Retype every entry word for word.

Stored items
******************************

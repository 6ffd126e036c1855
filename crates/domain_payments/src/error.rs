//! Payments domain errors

use core_kernel::{MoneyError, PortError};
use rust_decimal::Decimal;
use thiserror::Error;

use crate::payment::PaymentStatus;

/// Errors that can occur in the payments domain
#[derive(Debug, Error)]
pub enum PaymentError {
    /// Request data failed validation before anything was written
    #[error("Validation error: {0}")]
    Validation(String),

    /// A contribution or payment amount that is zero or negative
    #[error("Invalid amount: {0}")]
    InvalidAmount(String),

    /// Manual verification attempted before the due amount was collected
    #[error("Insufficient payment: paid {paid} of {due}")]
    InsufficientPayment {
        paid: Decimal,
        due: Decimal,
    },

    /// The booking or payment is already verified
    #[error("Already verified: {0}")]
    AlreadyVerified(String),

    /// The payment has already been settled
    #[error("Already settled: {0}")]
    AlreadySettled(String),

    /// The actor lacks the capability for this operation
    #[error("Permission denied: {0}")]
    PermissionDenied(String),

    /// Booking not found
    #[error("Booking not found: {0}")]
    BookingNotFound(String),

    /// Payment not found
    #[error("Payment not found: {0}")]
    PaymentNotFound(String),

    /// Tour participation not found
    #[error("Participation not found: {0}")]
    ParticipationNotFound(String),

    /// The payment state machine rejected a transition
    #[error("Invalid transition: payment cannot move from {from} to {to}")]
    InvalidTransition {
        from: PaymentStatus,
        to: PaymentStatus,
    },

    /// Opening a gateway session failed
    #[error("Payment gateway unavailable: {0}")]
    GatewayUnavailable(String),

    /// Server-side validation of a notification could not be completed
    #[error("Gateway validation failed: {0}")]
    GatewayValidation(String),

    /// The ledger store failed
    #[error("Storage error: {0}")]
    Storage(PortError),
}

/// Coarse classification used to pick an HTTP status or a retry policy
#[derive(Debug, Clone, Copy, PartialEq, Eq)]
pub enum ErrorKind {
    Validation,
    Permission,
    NotFound,
    AlreadySettled,
    Gateway,
    Internal,
}

impl PaymentError {
    pub fn validation(message: impl Into<String>) -> Self {
        PaymentError::Validation(message.into())
    }

    pub fn permission(message: impl Into<String>) -> Self {
        PaymentError::PermissionDenied(message.into())
    }

    /// Returns the error's classification
    pub fn kind(&self) -> ErrorKind {
        match self {
            PaymentError::Validation(_)
            | PaymentError::InvalidAmount(_)
            | PaymentError::InsufficientPayment { .. }
            | PaymentError::InvalidTransition { .. } => ErrorKind::Validation,
            PaymentError::AlreadyVerified(_) | PaymentError::AlreadySettled(_) => {
                ErrorKind::AlreadySettled
            }
            PaymentError::PermissionDenied(_) => ErrorKind::Permission,
            PaymentError::BookingNotFound(_)
            | PaymentError::PaymentNotFound(_)
            | PaymentError::ParticipationNotFound(_) => ErrorKind::NotFound,
            PaymentError::GatewayUnavailable(_) | PaymentError::GatewayValidation(_) => {
                ErrorKind::Gateway
            }
            PaymentError::Storage(err) if err.is_not_found() => ErrorKind::NotFound,
            PaymentError::Storage(_) => ErrorKind::Internal,
        }
    }

    /// Returns true if the caller should retry the same request later
    pub fn is_retryable(&self) -> bool {
        match self {
            PaymentError::GatewayValidation(_) => true,
            PaymentError::Storage(err) => err.is_transient(),
            _ => false,
        }
    }
}

impl From<PortError> for PaymentError {
    fn from(err: PortError) -> Self {
        match err {
            PortError::NotFound { entity_type, id } => match entity_type.as_str() {
                "Booking" => PaymentError::BookingNotFound(id),
                "Payment" => PaymentError::PaymentNotFound(id),
                "Participation" => PaymentError::ParticipationNotFound(id),
                _ => PaymentError::Storage(PortError::NotFound { entity_type, id }),
            },
            PortError::Conflict { message } => PaymentError::AlreadySettled(message),
            PortError::Validation { message, .. } => PaymentError::Validation(message),
            other => PaymentError::Storage(other),
        }
    }
}

impl From<MoneyError> for PaymentError {
    fn from(err: MoneyError) -> Self {
        PaymentError::Validation(err.to_string())
    }
}

#[cfg(test)]
mod tests {
    use super::*;

    #[test]
    fn test_not_found_maps_to_entity_variant() {
        let err: PaymentError = PortError::not_found("Payment", "PAY-1").into();
        assert!(matches!(err, PaymentError::PaymentNotFound(ref id) if id == "PAY-1"));
        assert_eq!(err.kind(), ErrorKind::NotFound);
    }

    #[test]
    fn test_conflict_maps_to_already_settled() {
        let err: PaymentError = PortError::conflict("duplicate transaction id").into();
        assert_eq!(err.kind(), ErrorKind::AlreadySettled);
    }

    #[test]
    fn test_retryable() {
        assert!(PaymentError::GatewayValidation("timeout".into()).is_retryable());
        assert!(PaymentError::Storage(PortError::connection("reset")).is_retryable());
        assert!(!PaymentError::GatewayUnavailable("refused".into()).is_retryable());
    }

    #[test]
    fn test_currency_mismatch_is_validation() {
        let err: PaymentError = MoneyError::CurrencyMismatch("BDT".into(), "USD".into()).into();
        assert_eq!(err.kind(), ErrorKind::Validation);
    }
}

******************************

Response for this exercise:
repository 6ffd126e036c1855
filename crates/domain_payments/src/error.rs
//! Payments domain errors

use core_kernel::{MoneyError, PortError};
use rust_decimal::Decimal;
use thiserror::Error;

use crate::payment::PaymentStatus;

/// Errors that can occur in the payments domain
#[derive(Debug, Error)]
pub enum PaymentError {
    /// Request data failed validation before anything was written
    #[error("Validation error: {0}")]
    Validation(String),

    /// A contribution or payment amount that is zero or negative
    #[error("Invalid amount: {0}")]
    InvalidAmount(String),

    /// Manual verification attempted before the due amount was collected
    #[error("Insufficient payment: paid {paid} of {due}")]
    InsufficientPayment {
        paid: Decimal,
        due: Decimal,
    },

    /// The booking or payment is already verified
    #[error("Already verified: {0}")]
    AlreadyVerified(String),

    /// The payment has already been settled
    #[error("Already settled: {0}")]
    AlreadySettled(String),

    /// The actor lacks the capability for this operation
    #[error("Permission denied: {0}")]
    PermissionDenied(String),

    /// Booking not found
    #[error("Booking not found: {0}")]
    BookingNotFound(String),

    /// Payment not found
    #[error("Payment not found: {0}")]
    PaymentNotFound(String),

    /// Tour participation not found
    #[error("Participation not found: {0}")]
    ParticipationNotFound(String),

    /// The payment state machine rejected a transition
    #[error("Invalid transition: payment cannot move from {from} to {to}")]
    InvalidTransition {
        from: PaymentStatus,
        to: PaymentStatus,
    },

    /// Opening a gateway session failed
    #[error("Payment gateway unavailable: {0}")]
    GatewayUnavailable(String),

    /// Server-side validation of a notification could not be completed
    #[error("Gateway validation failed: {0}")]
    GatewayValidation(String),

    /// The ledger store failed
    #[error("Storage error: {0}")]
    Storage(PortError),
}

/// Coarse classification used to pick an HTTP status or a retry policy
#[derive(Debug, Clone, Copy, PartialEq, Eq)]
pub enum ErrorKind {
    Validation,
    Permission,
    NotFound,
    AlreadySettled,
    Gateway,
    Internal,
}

impl PaymentError {
    pub fn validation(message: impl Into<String>) -> Self {
        PaymentError::Validation(message.into())
    }

    pub fn permission(message: impl Into<String>) -> Self {
        PaymentError::PermissionDenied(message.into())
    }

    /// Returns the error's classification
    pub fn kind(&self) -> ErrorKind {
        match self {
            PaymentError::Validation(_)
            | PaymentError::InvalidAmount(_)
            | PaymentError::InsufficientPayment { .. }
            | PaymentError::InvalidTransition { .. } => ErrorKind::Validation,
            PaymentError::AlreadyVerified(_) | PaymentError::AlreadySettled(_) => {
                ErrorKind::AlreadySettled
            }
            PaymentError::PermissionDenied(_) => ErrorKind::Permission,
            PaymentError::BookingNotFound(_)
            | PaymentError::PaymentNotFound(_)
            | PaymentError::ParticipationNotFound(_) => ErrorKind::NotFound,
            PaymentError::GatewayUnavailable(_) | PaymentError::GatewayValidation(_) => {
                ErrorKind::Gateway
            }
            PaymentError::Storage(err) if err.is_not_found() => ErrorKind::NotFound,
            PaymentError::Storage(_) => ErrorKind::Internal,
        }
    }

    /// Returns true if the caller should retry the same request later
    pub fn is_retryable(&self) -> bool {
        match self {
            PaymentError::GatewayValidation(_) => true,
            PaymentError::Storage(err) => err.is_transient(),
            _ => false,
        }
    }
}

impl From<PortError> for PaymentError {
    fn from(err: PortError) -> Self {
        match err {
            PortError::NotFound { entity_type, id } => match entity_type.as_str() {
                "Booking" => PaymentError::BookingNotFound(id),
                "Payment" => PaymentError::PaymentNotFound(id),
                "Participation" => PaymentError::ParticipationNotFound(id),
                _ => PaymentError::Storage(PortError::NotFound { entity_type, id }),
            },
            PortError::Conflict { message } => PaymentError::AlreadySettled(message),
            PortError::Validation { message, .. } => PaymentError::Validation(message),
            other => PaymentError::Storage(other),
        }
    }
}

impl From<MoneyError> for PaymentError {
    fn from(err: MoneyError) -> Self {
        PaymentError::Validation(err.to_string())
    }
}

#[cfg(test)]
mod tests {
    use super::*;

    #[test]
    fn test_not_found_maps_to_entity_variant() {
        let err: PaymentError = PortError::not_found("Payment", "PAY-1").into();
        assert!(matches!(err, PaymentError::PaymentNotFound(ref id) if id == "PAY-1"));
        assert_eq!(err.kind(), ErrorKind::NotFound);
    }

    #[test]
    fn test_conflict_maps_to_already_settled() {
        let err: PaymentError = PortError::conflict("duplicate transaction id").into();
        assert_eq!(err.kind(), ErrorKind::AlreadySettled);
    }

    #[test]
    fn test_retryable() {
        assert!(PaymentError::GatewayValidation("timeout".into()).is_retryable());
        assert!(PaymentError::Storage(PortError::connection("reset")).is_retryable());
        assert!(!PaymentError::GatewayUnavailable("refused".into()).is_retryable());
    }

    #[test]
    fn test_currency_mismatch_is_validation() {
        let err: PaymentError = MoneyError::CurrencyMismatch("BDT".into(), "USD".into()).into();
        assert_eq!(err.kind(), ErrorKind::Validation);
    }
}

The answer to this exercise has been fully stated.